Start of Block
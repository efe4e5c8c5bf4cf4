use std::collections::BTreeMap;

use chrono::NaiveDate;

use crate::errors::{missing_field, not_found, ExError, ExErrorKind, Result};
use crate::model::{Bike, BikeType, Carbon, EntityId, Owner, Revision};
use crate::policy::DeletePolicy;
use crate::repo::Repository;

#[derive(Debug, Clone, PartialEq)]
struct BikeRow {
    brand: String,
    model: String,
    year: i32,
    weight: f64,
    bike_type: BikeType,
    carbon: Carbon,
    owner_id: EntityId,
}

#[derive(Debug, Clone, PartialEq)]
struct RevisionRow {
    date: NaiveDate,
    description: String,
    price: f64,
    bike_id: EntityId,
}

/// Monotonic id source that never reuses an id, even after deletes
#[derive(Debug, Clone, Copy)]
struct IdSequence {
    next: EntityId,
}

impl Default for IdSequence {
    fn default() -> Self {
        Self { next: 1 }
    }
}

impl IdSequence {
    fn allocate(&mut self, entity: &'static str) -> Result<EntityId> {
        let id = self.next;
        self.next = id.checked_add(1).ok_or_else(|| ids_exhausted(entity, id))?;
        Ok(id)
    }

    /// Record an explicitly chosen id so later allocations skip past it
    ///
    /// The last representable id is refused: accepting it would leave no
    /// id for the next allocation.
    fn observe(&mut self, entity: &'static str, id: EntityId) -> Result<()> {
        if id >= self.next {
            self.next = id.checked_add(1).ok_or_else(|| ids_exhausted(entity, id))?;
        }
        Ok(())
    }
}

/// In-memory store for owners, bikes and revisions
///
/// Rows are kept flat, with parents referenced by id, and hydrated on every
/// read, so a bike always reflects its owner's current values. Foreign keys
/// and the delete policy are enforced the same way the SQLite store
/// enforces them.
///
/// Not thread-safe; designed for single-threaded use and for tests.
#[derive(Debug, Clone, Default)]
pub struct MemoryStore {
    owners: BTreeMap<EntityId, Owner>,
    bikes: BTreeMap<EntityId, BikeRow>,
    revisions: BTreeMap<EntityId, RevisionRow>,
    owner_ids: IdSequence,
    bike_ids: IdSequence,
    revision_ids: IdSequence,
    policy: DeletePolicy,
}

impl MemoryStore {
    /// Create an empty store with the default `Restrict` policy
    pub fn new() -> Self {
        Self::default()
    }

    pub fn with_policy(policy: DeletePolicy) -> Self {
        Self {
            policy,
            ..Self::default()
        }
    }

    pub fn policy(&self) -> DeletePolicy {
        self.policy
    }

    fn owner_row(&self, id: EntityId) -> Result<&Owner> {
        self.owners.get(&id).ok_or_else(|| not_found(Owner::ENTITY, id))
    }

    fn hydrate_bike(&self, id: EntityId, row: &BikeRow) -> Result<Bike> {
        let owner = self.owner_row(row.owner_id).map_err(dangling)?.clone();
        Ok(Bike {
            id: Some(id),
            brand: row.brand.clone(),
            model: row.model.clone(),
            year: row.year,
            weight: row.weight,
            bike_type: row.bike_type,
            carbon: row.carbon,
            owner,
        })
    }

    fn hydrate_revision(&self, id: EntityId, row: &RevisionRow) -> Result<Revision> {
        let bike_row = self
            .bikes
            .get(&row.bike_id)
            .ok_or_else(|| dangling(not_found(Bike::ENTITY, row.bike_id)))?;
        let bike = self.hydrate_bike(row.bike_id, bike_row)?;
        Ok(Revision {
            id: Some(id),
            date: row.date,
            description: row.description.clone(),
            price: row.price,
            bike,
        })
    }

    /// Resolve the owner id a bike points at, checking the row exists
    fn parent_owner_id(&self, bike: &Bike) -> Result<EntityId> {
        let owner_id = bike
            .owner_id()
            .ok_or_else(|| missing_field(Bike::ENTITY, "owner_id"))?;
        if !self.owners.contains_key(&owner_id) {
            return Err(parent_not_found(Owner::ENTITY, owner_id));
        }
        Ok(owner_id)
    }

    fn parent_bike_id(&self, revision: &Revision) -> Result<EntityId> {
        let bike_id = revision
            .bike_id()
            .ok_or_else(|| missing_field(Revision::ENTITY, "bike_id"))?;
        if !self.bikes.contains_key(&bike_id) {
            return Err(parent_not_found(Bike::ENTITY, bike_id));
        }
        Ok(bike_id)
    }

    fn bike_row(&self, bike: &Bike, owner_id: EntityId) -> BikeRow {
        BikeRow {
            brand: bike.brand.clone(),
            model: bike.model.clone(),
            year: bike.year,
            weight: bike.weight,
            bike_type: bike.bike_type,
            carbon: bike.carbon,
            owner_id,
        }
    }

    fn revision_row(&self, revision: &Revision, bike_id: EntityId) -> RevisionRow {
        RevisionRow {
            date: revision.date,
            description: revision.description.clone(),
            price: revision.price,
            bike_id,
        }
    }
}

fn duplicate_key(entity: &'static str, id: EntityId) -> ExError {
    ExError::new(ExErrorKind::DuplicateKey)
        .with_op("save")
        .with_entity(entity)
        .with_entity_id(id)
        .with_message(format!("A {} with id {} already exists", entity, id))
}

fn ids_exhausted(entity: &'static str, id: EntityId) -> ExError {
    ExError::new(ExErrorKind::Persistence)
        .with_op("save")
        .with_entity(entity)
        .with_entity_id(id)
        .with_message(format!("No {} id can follow {}", entity, id))
}

fn parent_not_found(entity: &'static str, id: EntityId) -> ExError {
    ExError::new(ExErrorKind::ParentNotFound)
        .with_entity(entity)
        .with_entity_id(id)
        .with_message(format!("Referenced {} {} does not exist", entity, id))
}

fn referential_conflict(entity: &'static str, id: EntityId, children: usize, child: &str) -> ExError {
    ExError::new(ExErrorKind::ReferentialConflict)
        .with_op("delete")
        .with_entity(entity)
        .with_entity_id(id)
        .with_message(format!(
            "Cannot delete {} {}: {} {} record(s) still reference it",
            entity, id, children, child
        ))
}

/// A row points at a parent that no longer exists. Foreign-key checks make
/// this unreachable through the public API.
fn dangling(err: ExError) -> ExError {
    ExError::new(ExErrorKind::Internal).with_message(format!("Dangling reference: {}", err.message()))
}

impl Repository<Owner> for MemoryStore {
    fn get(&self, id: EntityId) -> Result<Owner> {
        self.owner_row(id).cloned().map_err(|e| e.with_op("get"))
    }

    fn get_all(&self) -> Result<Vec<Owner>> {
        Ok(self.owners.values().cloned().collect())
    }

    fn save(&mut self, owner: &mut Owner) -> Result<EntityId> {
        let id = match owner.id {
            Some(id) if self.owners.contains_key(&id) => {
                return Err(duplicate_key(Owner::ENTITY, id));
            }
            Some(id) => {
                self.owner_ids.observe(Owner::ENTITY, id)?;
                id
            }
            None => self.owner_ids.allocate(Owner::ENTITY)?,
        };
        owner.id = Some(id);
        self.owners.insert(id, owner.clone());
        Ok(id)
    }

    fn update(&mut self, owner: &Owner) -> Result<()> {
        let id = owner
            .id
            .ok_or_else(|| missing_field(Owner::ENTITY, "id").with_op("update"))?;
        let row = self
            .owners
            .get_mut(&id)
            .ok_or_else(|| not_found(Owner::ENTITY, id).with_op("update"))?;
        *row = owner.clone();
        Ok(())
    }

    fn delete(&mut self, id: EntityId) -> Result<()> {
        if !self.owners.contains_key(&id) {
            return Err(not_found(Owner::ENTITY, id).with_op("delete"));
        }
        let bikes = self.bikes.values().filter(|b| b.owner_id == id).count();
        if bikes > 0 {
            return Err(referential_conflict(Owner::ENTITY, id, bikes, Bike::ENTITY));
        }
        self.owners.remove(&id);
        Ok(())
    }
}

impl Repository<Bike> for MemoryStore {
    fn get(&self, id: EntityId) -> Result<Bike> {
        let row = self
            .bikes
            .get(&id)
            .ok_or_else(|| not_found(Bike::ENTITY, id).with_op("get"))?;
        self.hydrate_bike(id, row)
    }

    fn get_all(&self) -> Result<Vec<Bike>> {
        self.bikes
            .iter()
            .map(|(id, row)| self.hydrate_bike(*id, row))
            .collect()
    }

    fn save(&mut self, bike: &mut Bike) -> Result<EntityId> {
        if let Some(id) = bike.id {
            if self.bikes.contains_key(&id) {
                return Err(duplicate_key(Bike::ENTITY, id));
            }
        }
        let owner_id = self.parent_owner_id(bike).map_err(|e| e.with_op("save"))?;
        let id = match bike.id {
            Some(id) => {
                self.bike_ids.observe(Bike::ENTITY, id)?;
                id
            }
            None => self.bike_ids.allocate(Bike::ENTITY)?,
        };
        let row = self.bike_row(bike, owner_id);
        self.bikes.insert(id, row);
        bike.id = Some(id);
        Ok(id)
    }

    fn update(&mut self, bike: &Bike) -> Result<()> {
        let id = bike
            .id
            .ok_or_else(|| missing_field(Bike::ENTITY, "id").with_op("update"))?;
        if !self.bikes.contains_key(&id) {
            return Err(not_found(Bike::ENTITY, id).with_op("update"));
        }
        let owner_id = self.parent_owner_id(bike).map_err(|e| e.with_op("update"))?;
        let row = self.bike_row(bike, owner_id);
        self.bikes.insert(id, row);
        Ok(())
    }

    fn delete(&mut self, id: EntityId) -> Result<()> {
        if !self.bikes.contains_key(&id) {
            return Err(not_found(Bike::ENTITY, id).with_op("delete"));
        }
        let revisions = self.revisions.values().filter(|r| r.bike_id == id).count();
        if revisions > 0 {
            if !self.policy.cascades_revisions() {
                return Err(referential_conflict(
                    Bike::ENTITY,
                    id,
                    revisions,
                    Revision::ENTITY,
                ));
            }
            self.revisions.retain(|_, r| r.bike_id != id);
        }
        self.bikes.remove(&id);
        Ok(())
    }
}

impl Repository<Revision> for MemoryStore {
    fn get(&self, id: EntityId) -> Result<Revision> {
        let row = self
            .revisions
            .get(&id)
            .ok_or_else(|| not_found(Revision::ENTITY, id).with_op("get"))?;
        self.hydrate_revision(id, row)
    }

    fn get_all(&self) -> Result<Vec<Revision>> {
        self.revisions
            .iter()
            .map(|(id, row)| self.hydrate_revision(*id, row))
            .collect()
    }

    fn save(&mut self, revision: &mut Revision) -> Result<EntityId> {
        if let Some(id) = revision.id {
            if self.revisions.contains_key(&id) {
                return Err(duplicate_key(Revision::ENTITY, id));
            }
        }
        let bike_id = self.parent_bike_id(revision).map_err(|e| e.with_op("save"))?;
        let id = match revision.id {
            Some(id) => {
                self.revision_ids.observe(Revision::ENTITY, id)?;
                id
            }
            None => self.revision_ids.allocate(Revision::ENTITY)?,
        };
        let row = self.revision_row(revision, bike_id);
        self.revisions.insert(id, row);
        revision.id = Some(id);
        Ok(id)
    }

    fn update(&mut self, revision: &Revision) -> Result<()> {
        let id = revision
            .id
            .ok_or_else(|| missing_field(Revision::ENTITY, "id").with_op("update"))?;
        if !self.revisions.contains_key(&id) {
            return Err(not_found(Revision::ENTITY, id).with_op("update"));
        }
        let bike_id = self.parent_bike_id(revision).map_err(|e| e.with_op("update"))?;
        let row = self.revision_row(revision, bike_id);
        self.revisions.insert(id, row);
        Ok(())
    }

    fn delete(&mut self, id: EntityId) -> Result<()> {
        self.revisions
            .remove(&id)
            .map(|_| ())
            .ok_or_else(|| not_found(Revision::ENTITY, id).with_op("delete"))
    }
}

#[cfg(test)]
mod tests {
    use super::*;

    fn owner() -> Owner {
        Owner::new("Joan", "Puig", "612345678", "joan@example.com")
    }

    #[test]
    fn test_new_store_is_empty() {
        let store = MemoryStore::new();
        assert!(Repository::<Owner>::get_all(&store).unwrap().is_empty());
        assert!(Repository::<Bike>::get_all(&store).unwrap().is_empty());
        assert!(Repository::<Revision>::get_all(&store).unwrap().is_empty());
        assert_eq!(store.policy(), DeletePolicy::Restrict);
    }

    #[test]
    fn test_ids_are_never_reused() {
        let mut store = MemoryStore::new();
        let mut first = owner();
        let first_id = store.save(&mut first).unwrap();
        Repository::<Owner>::delete(&mut store, first_id).unwrap();

        let mut second = owner();
        let second_id = store.save(&mut second).unwrap();
        assert!(second_id > first_id);
    }

    #[test]
    fn test_explicit_id_advances_sequence() {
        let mut store = MemoryStore::new();
        let mut chosen = owner();
        chosen.id = Some(10);
        assert_eq!(store.save(&mut chosen).unwrap(), 10);

        let mut next = owner();
        assert_eq!(store.save(&mut next).unwrap(), 11);
    }

    #[test]
    fn test_bike_reads_follow_owner_updates() {
        let mut store = MemoryStore::new();
        let mut joan = owner();
        store.save(&mut joan).unwrap();
        let mut bike = Bike::new("Orbea", "Orca", 2020, 7.5, BikeType::Road, Carbon::Yes, joan.clone());
        let bike_id = store.save(&mut bike).unwrap();

        joan.surname = "Serra".to_string();
        store.update(&joan).unwrap();

        let read: Bike = store.get(bike_id).unwrap();
        assert_eq!(read.owner.surname, "Serra");
    }
}
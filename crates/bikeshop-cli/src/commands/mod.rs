//! Subcommands and the plumbing they share

pub mod bike;
pub mod owner;
pub mod revision;

use std::path::PathBuf;

use bikeshop_core::errors::{ExError, ExErrorKind, Result};
use bikeshop_store::{SqliteStore, StoreConfig};
use clap::Args;
use serde::Serialize;

/// Flags accepted before the entity subcommand
#[derive(Debug, Args)]
pub struct GlobalArgs {
    /// Database file (overrides config file and BIKESHOP_DB_PATH)
    #[arg(long, global = true)]
    pub db: Option<PathBuf>,

    /// TOML config file
    #[arg(long, global = true)]
    pub config: Option<PathBuf>,

    /// Print results as JSON
    #[arg(long, global = true)]
    pub json: bool,

    /// Emit structured JSON logs on stderr
    #[arg(long, global = true)]
    pub log_json: bool,
}

impl GlobalArgs {
    /// Resolve the store config: file (or defaults), then environment, then `--db`
    pub fn store_config(&self) -> Result<StoreConfig> {
        let base = match &self.config {
            Some(path) => StoreConfig::from_toml_file(path)?,
            None => StoreConfig::default(),
        };
        let mut config = base.with_env_overrides()?;
        if let Some(db) = &self.db {
            config.path = db.clone();
        }
        Ok(config)
    }

    pub fn open_store(&self) -> Result<SqliteStore> {
        let config = self.store_config()?;
        tracing::debug!(
            path = %config.path.display(),
            delete_policy = %config.delete_policy,
            "opening store"
        );
        SqliteStore::open(&config)
    }
}

/// Print `value` as pretty JSON
pub fn print_json<T: Serialize + ?Sized>(value: &T) -> Result<()> {
    let text = serde_json::to_string_pretty(value).map_err(|e| {
        ExError::new(ExErrorKind::Internal)
            .with_op("print_json")
            .with_message(e.to_string())
    })?;
    println!("{}", text);
    Ok(())
}

/// Confirmation for a delete, in either output mode
pub fn print_deleted(global: &GlobalArgs, entity: &str, id: i64) -> Result<()> {
    if global.json {
        print_json(&serde_json::json!({ "deleted": id, "entity": entity }))
    } else {
        println!("Deleted {} {}", entity, id);
        Ok(())
    }
}
//! Network layer subsystem.
//!
//! # Data Flow
//! ```text
//! Host::create_connection()
//!     → connection.rs (id + open-connection guard)
//!     → codec client dials, handshakes and owns the guard
//!     → guard dropped when the codec client shuts down
//! ```

pub mod connection;

pub use connection::{ConnectionGuard, ConnectionId, ConnectionTracker};
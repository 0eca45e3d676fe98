//! Configuration schema definitions.
//!
//! This module defines the complete configuration structure for the prober.
//! All types derive Serde traits for deserialization from config files.

use serde::{Deserialize, Serialize};
use std::time::Duration;

use crate::stream::CodecProtocol;

/// Root configuration for the health prober.
#[derive(Debug, Clone, Deserialize, Serialize, Default)]
#[serde(default)]
pub struct HealthProbeConfig {
    /// Cluster whose hosts are probed.
    pub cluster: ClusterConfig,

    /// Active health check settings.
    pub health_check: HealthCheckConfig,

    /// Observability settings.
    pub observability: ObservabilityConfig,
}

/// Cluster definition.
#[derive(Debug, Clone, Deserialize, Serialize)]
#[serde(default)]
pub struct ClusterConfig {
    /// Logical cluster name, sent as the probe's host header.
    pub name: String,

    /// Hosts belonging to the cluster.
    pub hosts: Vec<HostConfig>,
}

impl Default for ClusterConfig {
    fn default() -> Self {
        Self {
            name: "default".to_string(),
            hosts: Vec::new(),
        }
    }
}

/// A single upstream host.
#[derive(Debug, Clone, Deserialize, Serialize)]
pub struct HostConfig {
    /// Host address (e.g., "127.0.0.1:3000").
    pub address: String,
}

/// Health check configuration.
#[derive(Debug, Clone, Deserialize, Serialize)]
#[serde(default)]
pub struct HealthCheckConfig {
    /// Path to probe.
    pub path: String,

    /// Optional name of the service behind the cluster.
    pub service_name: Option<String>,

    /// Wire protocol used for the probe connection.
    pub protocol: CodecProtocol,

    /// Delay between the end of one probe and the start of the next.
    pub interval_secs: u64,

    /// Upper bound of the random jitter added to every interval.
    pub interval_jitter_ms: u64,

    /// Time allowed for a probe to complete before the connection is torn down.
    pub timeout_ms: u64,

    /// Time allowed to establish the TCP connection.
    pub connect_timeout_ms: u64,

    /// Number of consecutive failures before marking unhealthy.
    pub unhealthy_threshold: u32,

    /// Number of consecutive successes before marking healthy.
    pub healthy_threshold: u32,
}

impl HealthCheckConfig {
    pub fn interval(&self) -> Duration {
        Duration::from_secs(self.interval_secs)
    }

    pub fn timeout(&self) -> Duration {
        Duration::from_millis(self.timeout_ms)
    }

    pub fn connect_timeout(&self) -> Duration {
        Duration::from_millis(self.connect_timeout_ms)
    }
}

impl Default for HealthCheckConfig {
    fn default() -> Self {
        Self {
            path: "/health".to_string(),
            service_name: None,
            protocol: CodecProtocol::Http1,
            interval_secs: 10,
            interval_jitter_ms: 0,
            timeout_ms: 2000,
            connect_timeout_ms: 1000,
            unhealthy_threshold: 3,
            healthy_threshold: 2,
        }
    }
}

/// Observability configuration.
#[derive(Debug, Clone, Deserialize, Serialize)]
#[serde(default)]
pub struct ObservabilityConfig {
    /// Log level (trace, debug, info, warn, error).
    pub log_level: String,

    /// Enable metrics endpoint.
    pub metrics_enabled: bool,

    /// Metrics endpoint bind address.
    pub metrics_address: String,
}

impl Default for ObservabilityConfig {
    fn default() -> Self {
        Self {
            log_level: "info".to_string(),
            metrics_enabled: false,
            metrics_address: "0.0.0.0:9090".to_string(),
        }
    }
}
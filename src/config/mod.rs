//! Configuration management subsystem.
//!
//! # Data Flow
//! ```text
//! config file (TOML)
//!     → loader.rs (parse & deserialize)
//!     → validation.rs (semantic checks)
//!     → HealthProbeConfig (validated, immutable)
//!     → cluster, checker and monitors built from it
//! ```
//!
//! # Design Decisions
//! - Config is immutable once loaded
//! - All fields have defaults to allow minimal configs
//! - Validation separates syntactic (serde) from semantic checks

pub mod loader;
pub mod schema;
pub mod validation;

pub use loader::{load_config, ConfigError};
pub use schema::ClusterConfig;
pub use schema::HealthCheckConfig;
pub use schema::HealthProbeConfig;
pub use schema::HostConfig;
pub use schema::ObservabilityConfig;
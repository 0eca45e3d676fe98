//! Health checking subsystem.
//!
//! # Data Flow
//! ```text
//! Scheduler (monitor.rs):
//!     Interval timer per host
//!     → ActiveSession::on_interval (http.rs)
//!     → outcome reported to base session (session.rs)
//!     → host health updated (state.rs)
//!     → scheduler woken for the next cycle
//!
//! Deadline missed:
//!     monitor.rs → ActiveSession::on_timeout → network failure recorded
//! ```
//!
//! # Design Decisions
//! - State transitions require consecutive successes/failures
//! - Health state is per-host, shared with the upstream registry
//! - Protocol sessions never hold locks while calling out

pub mod http;
pub mod monitor;
pub mod session;
pub mod state;

pub use http::{HttpHealthCheckSession, HttpHealthChecker};
pub use monitor::{CycleResult, HealthMonitor, HostProbe};
pub use session::{ActiveSession, HealthCheckSession, HealthChecker, OutcomeReporter, ProbeOutcome};
pub use state::{FailureType, HealthState, HostHealth};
End of Block
→ Exercise aim:
Once you have counted the lines above that hold the word "Number", report only that total.

→ Result of the exercise:
2